Top of Record extracts
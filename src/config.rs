//! Dashboard configuration
//!
//! Every section falls back to its defaults, so a YAML file only needs the
//! keys it wants to change:
//!
//! ```yaml
//! generator:
//!   partner_count: 50
//!   social_days: 60
//! ranking:
//!   top_k: 5
//! ```

use crate::error::{DashboardError, DashboardResult};
use chrono::{Local, NaiveDate};
use serde::{Deserialize, Serialize};
use std::path::{Path, PathBuf};
use tracing::debug;

/// Synthetic data generation parameters
#[derive(Debug, Clone, PartialEq, Serialize, Deserialize)]
#[serde(default)]
pub struct GeneratorConfig {
    /// Number of partners, root included
    pub partner_count: usize,
    /// Window for sales transaction dates, in days before the anchor
    pub sales_days: u32,
    /// Window for activity dates
    pub activity_days: u32,
    /// Number of daily social records per partner
    pub social_days: u32,
    /// "Today" for date synthesis; defaults to the local date
    pub anchor_date: Option<NaiveDate>,
    /// Fixed RNG seed; unseeded generation is non-deterministic
    pub seed: Option<u64>,
}

impl Default for GeneratorConfig {
    fn default() -> Self {
        Self {
            partner_count: 30,
            sales_days: 90,
            activity_days: 90,
            social_days: 90,
            anchor_date: None,
            seed: None,
        }
    }
}

impl GeneratorConfig {
    pub fn anchor(&self) -> NaiveDate {
        self.anchor_date.unwrap_or_else(|| Local::now().date_naive())
    }
}

/// Ranking and comparison limits
#[derive(Debug, Clone, PartialEq, Serialize, Deserialize)]
#[serde(default)]
pub struct RankingConfig {
    /// Rows in the top/bottom ranking view
    pub top_k: usize,
    /// Rows in each leaderboard
    pub leaderboard_k: usize,
    /// Maximum partners in a multi-KPI comparison
    pub max_compare: usize,
}

impl Default for RankingConfig {
    fn default() -> Self {
        Self {
            top_k: 10,
            leaderboard_k: 5,
            max_compare: 5,
        }
    }
}

/// Network graph sizing
#[derive(Debug, Clone, PartialEq, Serialize, Deserialize)]
#[serde(default)]
pub struct GraphConfig {
    pub height: String,
    pub width: String,
    pub min_node_size: u32,
    pub max_node_size: u32,
    /// Revenue represented by one unit of node size
    pub revenue_per_size_unit: f64,
}

impl GraphConfig {
    pub fn validate(&self) -> DashboardResult<()> {
        if self.min_node_size > self.max_node_size {
            return Err(DashboardError::InvalidConfig(format!(
                "graph.min_node_size {} exceeds graph.max_node_size {}",
                self.min_node_size, self.max_node_size
            )));
        }
        if !(self.revenue_per_size_unit.is_finite() && self.revenue_per_size_unit > 0.0) {
            return Err(DashboardError::InvalidConfig(format!(
                "graph.revenue_per_size_unit must be positive, got {}",
                self.revenue_per_size_unit
            )));
        }
        Ok(())
    }
}

impl Default for GraphConfig {
    fn default() -> Self {
        Self {
            height: "600px".to_string(),
            width: "100%".to_string(),
            min_node_size: 20,
            max_node_size: 50,
            revenue_per_size_unit: 2000.0,
        }
    }
}

/// CSV export destination
#[derive(Debug, Clone, PartialEq, Serialize, Deserialize)]
#[serde(default)]
pub struct ExportConfig {
    pub directory: PathBuf,
}

impl Default for ExportConfig {
    fn default() -> Self {
        Self {
            directory: PathBuf::from("exports"),
        }
    }
}

/// Top-level configuration
#[derive(Debug, Clone, Default, PartialEq, Serialize, Deserialize)]
#[serde(default)]
pub struct DashboardConfig {
    pub generator: GeneratorConfig,
    pub ranking: RankingConfig,
    pub graph: GraphConfig,
    pub export: ExportConfig,
}

impl DashboardConfig {
    pub fn from_yaml_str(yaml: &str) -> DashboardResult<Self> {
        let config: DashboardConfig = serde_yaml::from_str(yaml)?;
        config.graph.validate()?;
        Ok(config)
    }

    pub fn from_yaml_file(path: impl AsRef<Path>) -> DashboardResult<Self> {
        let path = path.as_ref();
        debug!("Loading configuration from {}", path.display());
        let text = std::fs::read_to_string(path)?;
        Self::from_yaml_str(&text)
    }
}

#[cfg(test)]
mod tests {
    use super::*;

    #[test]
    fn test_defaults() {
        let config = DashboardConfig::default();
        assert_eq!(config.generator.partner_count, 30);
        assert_eq!(config.generator.sales_days, 90);
        assert_eq!(config.ranking.top_k, 10);
        assert_eq!(config.ranking.max_compare, 5);
        assert_eq!(config.graph.min_node_size, 20);
        assert_eq!(config.graph.max_node_size, 50);
    }

    #[test]
    fn test_partial_yaml_keeps_defaults() {
        let yaml = "generator:\n  partner_count: 12\n  anchor_date: 2024-06-30\nranking:\n  top_k: 3\n";
        let config = DashboardConfig::from_yaml_str(yaml).unwrap();
        assert_eq!(config.generator.partner_count, 12);
        assert_eq!(config.generator.social_days, 90);
        assert_eq!(config.generator.anchor(), NaiveDate::from_ymd_opt(2024, 6, 30).unwrap());
        assert_eq!(config.ranking.top_k, 3);
        assert_eq!(config.ranking.leaderboard_k, 5);
        assert_eq!(config.graph, GraphConfig::default());
    }

    #[test]
    fn test_invalid_yaml_is_config_error() {
        let err = DashboardConfig::from_yaml_str("generator: [1, 2").unwrap_err();
        assert!(matches!(err, DashboardError::Config(_)));
    }

    #[test]
    fn test_inverted_node_size_bounds_rejected() {
        let err = DashboardConfig::from_yaml_str("graph:\n  min_node_size: 60\n  max_node_size: 50\n").unwrap_err();
        assert!(matches!(err, DashboardError::InvalidConfig(_)));
        assert!(err.to_string().contains("min_node_size"));

        let err = DashboardConfig::from_yaml_str("graph:\n  revenue_per_size_unit: 0\n").unwrap_err();
        assert!(matches!(err, DashboardError::InvalidConfig(_)));
    }

    #[test]
    fn test_load_from_file() {
        let dir = tempfile::TempDir::new().unwrap();
        let path = dir.path().join("dashboard.yaml");
        std::fs::write(&path, "graph:\n  height: 800px\n").unwrap();
        let config = DashboardConfig::from_yaml_file(&path).unwrap();
        assert_eq!(config.graph.height, "800px");
    }
}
Bottom of Record extracts
__Task__:
Copy out each line of the records that holds the string "height".

__Completed exercise__:
    pub height: String,
            height: "600px".to_string(),
        std::fs::write(&path, "graph:\n  height: 800px\n").unwrap();
        assert_eq!(config.graph.height, "800px");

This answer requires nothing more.